No wonder both Kandinsky and Schoenberg were drawn, though at different times, to seek their voices in their own roots. Indeed, Kandinsky could laugh up his sleeve at his uneducated critics, being himself a trained ethnologist well read in the universal lore of folk mythology as well as in such specialized areas as Finno-Ugric and Siberian shamanism. Schoenberg's reference in the second movement of the Second String Quartet to the old Viennese folk tune "Ach du lieber Augustin" would instantly have caught his attention, for he knew that the text was an ethnographic relic that, slight as it was, with its seemingly innocent, fragile, poignant tune, referred to earth-shattering occurrences: the Great Plague and the recurrent "end time" prophecies of apocalyptic tradition.
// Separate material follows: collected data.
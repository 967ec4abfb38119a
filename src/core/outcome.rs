//! Outcome records: one per optimization attempt.
//!
//! Outcomes are the raw material of Layer 1. They are immutable once
//! appended, deduplicated by [`OutcomeKey`], and grouped into streams by
//! [`StreamId`]. Only outcomes whose validation has reached a terminal state
//! are ever consumed by compaction.

use std::collections::BTreeMap;
use std::fmt;

use chrono::{DateTime, NaiveDate, Utc};
use serde::{Deserialize, Serialize};

use crate::core::features::{FeatureVector, FeatureVocabulary};
use crate::core::rules::Confidence;
use crate::error::{Result, StratumError};

/// Dedup key of an outcome.
#[derive(Debug, Clone, PartialEq, Eq, Hash, PartialOrd, Ord, Serialize, Deserialize)]
pub struct OutcomeKey {
    pub query_id: String,
    pub run_id: String,
    pub worker_id: String,
}

impl OutcomeKey {
    pub fn new(
        query_id: impl Into<String>,
        run_id: impl Into<String>,
        worker_id: impl Into<String>,
    ) -> Self {
        Self {
            query_id: query_id.into(),
            run_id: run_id.into(),
            worker_id: worker_id.into(),
        }
    }
}

impl fmt::Display for OutcomeKey {
    fn fmt(&self, f: &mut fmt::Formatter<'_>) -> fmt::Result {
        write!(f, "{}/{}/{}", self.query_id, self.run_id, self.worker_id)
    }
}

/// A logical stream of outcomes: one engine running one benchmark.
#[derive(Debug, Clone, PartialEq, Eq, Hash, PartialOrd, Ord, Serialize, Deserialize)]
pub struct StreamId {
    pub engine: String,
    pub benchmark: String,
}

impl StreamId {
    pub fn new(engine: impl Into<String>, benchmark: impl Into<String>) -> Self {
        Self {
            engine: engine.into(),
            benchmark: benchmark.into(),
        }
    }
}

impl fmt::Display for StreamId {
    fn fmt(&self, f: &mut fmt::Formatter<'_>) -> fmt::Result {
        write!(f, "{}/{}", self.engine, self.benchmark)
    }
}

/// Which producer emitted the outcome.
#[derive(Debug, Clone, Copy, PartialEq, Eq, Hash, Serialize, Deserialize, Default)]
#[serde(rename_all = "snake_case")]
pub enum OutcomeSource {
    #[default]
    Swarm,
    Oneshot,
    Retry,
    Manual,
    Benchmark,
}

/// Result of the optimization attempt.
#[derive(Debug, Clone, Copy, PartialEq, Eq, Hash, Serialize, Deserialize)]
#[serde(rename_all = "snake_case")]
pub enum OutcomeStatus {
    Win,
    Improved,
    Neutral,
    Regression,
    Error,
}

impl OutcomeStatus {
    /// Whether the attempt produced a faster query.
    pub fn is_success(self) -> bool {
        matches!(self, OutcomeStatus::Win | OutcomeStatus::Improved)
    }

    /// Name as it appears on the wire.
    pub fn as_str(self) -> &'static str {
        match self {
            OutcomeStatus::Win => "win",
            OutcomeStatus::Improved => "improved",
            OutcomeStatus::Neutral => "neutral",
            OutcomeStatus::Regression => "regression",
            OutcomeStatus::Error => "error",
        }
    }
}

/// Validation state of the optimized query.
#[derive(Debug, Clone, Copy, PartialEq, Eq, Hash, Serialize, Deserialize, Default)]
#[serde(rename_all = "snake_case")]
pub enum ValidationState {
    /// The run is still in flight.
    #[default]
    Pending,
    Passed,
    Failed,
}

impl ValidationState {
    pub fn is_terminal(self) -> bool {
        !matches!(self, ValidationState::Pending)
    }
}

/// Condition metadata used to disambiguate contradicting observations.
#[derive(Debug, Clone, Default, PartialEq, Eq, Hash, PartialOrd, Ord, Serialize, Deserialize)]
pub struct Conditions {
    #[serde(default, skip_serializing_if = "Option::is_none")]
    pub archetype: Option<String>,
    #[serde(default, skip_serializing_if = "Option::is_none")]
    pub scale: Option<String>,
    #[serde(default, skip_serializing_if = "Option::is_none")]
    pub join_pattern: Option<String>,
}

/// Who produced the optimization.
#[derive(Debug, Clone, Default, PartialEq, Eq, Serialize, Deserialize)]
pub struct Provenance {
    #[serde(default, skip_serializing_if = "Option::is_none")]
    pub model: Option<String>,
    #[serde(default, skip_serializing_if = "Option::is_none")]
    pub provider: Option<String>,
    #[serde(default, skip_serializing_if = "Option::is_none")]
    pub revision: Option<String>,
}

/// One optimization attempt as emitted by the pipeline.
#[derive(Debug, Clone, PartialEq, Serialize, Deserialize)]
pub struct Outcome {
    pub query_id: String,
    pub run_id: String,
    pub worker_id: String,
    pub engine: String,
    pub benchmark: String,
    #[serde(default)]
    pub source: OutcomeSource,
    pub status: OutcomeStatus,
    #[serde(default, skip_serializing_if = "Option::is_none")]
    pub speedup: Option<f64>,
    #[serde(default)]
    pub validation: ValidationState,
    #[serde(default)]
    pub validation_confidence: Confidence,
    #[serde(default, skip_serializing_if = "Option::is_none")]
    pub transform: Option<String>,
    #[serde(default, skip_serializing_if = "BTreeMap::is_empty")]
    pub config: BTreeMap<String, String>,
    #[serde(default, skip_serializing_if = "Option::is_none")]
    pub error: Option<String>,
    #[serde(default, skip_serializing_if = "Option::is_none")]
    pub reasoning: Option<String>,
    #[serde(default, skip_serializing_if = "Option::is_none")]
    pub original_sql: Option<String>,
    #[serde(default, skip_serializing_if = "Option::is_none")]
    pub optimized_sql: Option<String>,
    #[serde(default)]
    pub conditions: Conditions,
    #[serde(default, skip_serializing_if = "Option::is_none")]
    pub features: Option<FeatureVector>,
    #[serde(default, skip_serializing_if = "Option::is_none")]
    pub provenance: Option<Provenance>,
    #[serde(default, skip_serializing_if = "Option::is_none")]
    pub knowledge_version_used: Option<String>,
    #[serde(default = "Utc::now")]
    pub recorded_at: DateTime<Utc>,
}

impl Outcome {
    /// Create an outcome with the required fields; everything else empty.
    pub fn new(
        key: OutcomeKey,
        stream: StreamId,
        status: OutcomeStatus,
    ) -> Self {
        Self {
            query_id: key.query_id,
            run_id: key.run_id,
            worker_id: key.worker_id,
            engine: stream.engine,
            benchmark: stream.benchmark,
            source: OutcomeSource::default(),
            status,
            speedup: None,
            validation: ValidationState::Pending,
            validation_confidence: Confidence::default(),
            transform: None,
            config: BTreeMap::new(),
            error: None,
            reasoning: None,
            original_sql: None,
            optimized_sql: None,
            conditions: Conditions::default(),
            features: None,
            provenance: None,
            knowledge_version_used: None,
            recorded_at: Utc::now(),
        }
    }

    /// A success whose optimized query passed validation.
    pub fn is_validated_win(&self) -> bool {
        self.status.is_success() && self.validation == ValidationState::Passed
    }

    pub fn with_speedup(mut self, speedup: f64) -> Self {
        self.speedup = Some(speedup);
        self
    }

    pub fn with_validation(mut self, validation: ValidationState) -> Self {
        self.validation = validation;
        self
    }

    pub fn with_transform(mut self, transform: impl Into<String>) -> Self {
        self.transform = Some(transform.into());
        self
    }

    pub fn with_sql(mut self, original: impl Into<String>, optimized: impl Into<String>) -> Self {
        self.original_sql = Some(original.into());
        self.optimized_sql = Some(optimized.into());
        self
    }

    pub fn with_conditions(mut self, conditions: Conditions) -> Self {
        self.conditions = conditions;
        self
    }

    pub fn with_features(mut self, features: FeatureVector) -> Self {
        self.features = Some(features);
        self
    }

    pub fn with_source(mut self, source: OutcomeSource) -> Self {
        self.source = source;
        self
    }

    pub fn with_recorded_at(mut self, recorded_at: DateTime<Utc>) -> Self {
        self.recorded_at = recorded_at;
        self
    }

    /// The dedup key.
    pub fn key(&self) -> OutcomeKey {
        OutcomeKey::new(&self.query_id, &self.run_id, &self.worker_id)
    }

    /// The stream this outcome belongs to.
    pub fn stream(&self) -> StreamId {
        StreamId::new(&self.engine, &self.benchmark)
    }

    /// UTC day of the physical partition.
    pub fn partition_date(&self) -> NaiveDate {
        self.recorded_at.date_naive()
    }

    /// Whether compaction may consume this outcome.
    pub fn is_terminal(&self) -> bool {
        self.validation.is_terminal()
    }

    /// Check required fields and bring the feature vector into conformance.
    ///
    /// Runs synchronously at ingest; failures are caller errors.
    pub fn validate(&mut self, vocabulary: &FeatureVocabulary) -> Result<()> {
        for (field, value) in [
            ("query_id", &self.query_id),
            ("run_id", &self.run_id),
            ("worker_id", &self.worker_id),
            ("engine", &self.engine),
            ("benchmark", &self.benchmark),
        ] {
            if value.trim().is_empty() {
                return Err(StratumError::validation(field, "must not be empty"));
            }
            if value.contains(['/', '\\']) || value == "." || value == ".." {
                return Err(StratumError::validation(
                    field,
                    format!("'{}' contains a path separator", value),
                ));
            }
        }

        if let Some(speedup) = self.speedup {
            if !speedup.is_finite() || speedup < 0.0 {
                return Err(StratumError::validation(
                    "speedup",
                    format!("{} is not a finite non-negative number", speedup),
                ));
            }
        }

        if let Some(features) = &self.features {
            let normalized = vocabulary
                .normalize(features)
                .map_err(|e| StratumError::validation("features", e.to_string()))?;
            self.features = Some(normalized);
        }

        Ok(())
    }

    /// Drop bulky free text kept only for recent records.
    ///
    /// Returns true if anything was removed.
    pub fn strip_bulk_text(&mut self) -> bool {
        let had_text = self.original_sql.is_some()
            || self.optimized_sql.is_some()
            || self.reasoning.is_some()
            || self.error.is_some();
        self.original_sql = None;
        self.optimized_sql = None;
        self.reasoning = None;
        self.error = None;
        had_text
    }
}

/// An outcome as persisted, tagged with its per-stream sequence number.
#[derive(Debug, Clone, PartialEq, Serialize, Deserialize)]
pub struct StoredOutcome {
    /// 1-based, gap-free within the stream.
    pub seq: u64,
    #[serde(flatten)]
    pub outcome: Outcome,
}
He himself had played on simple Bavarian folk-art tradition to express millennial concerns, as in his Hinterglasmalereien; this method at the same time allowed him to reaffirm his own grounding in old Russian mythology and folklore and to explore his fascination with dvoeverie, that characteristic synthesis of pagan and Christian belief systems that he had made the core of his own ethnographic studies.[17]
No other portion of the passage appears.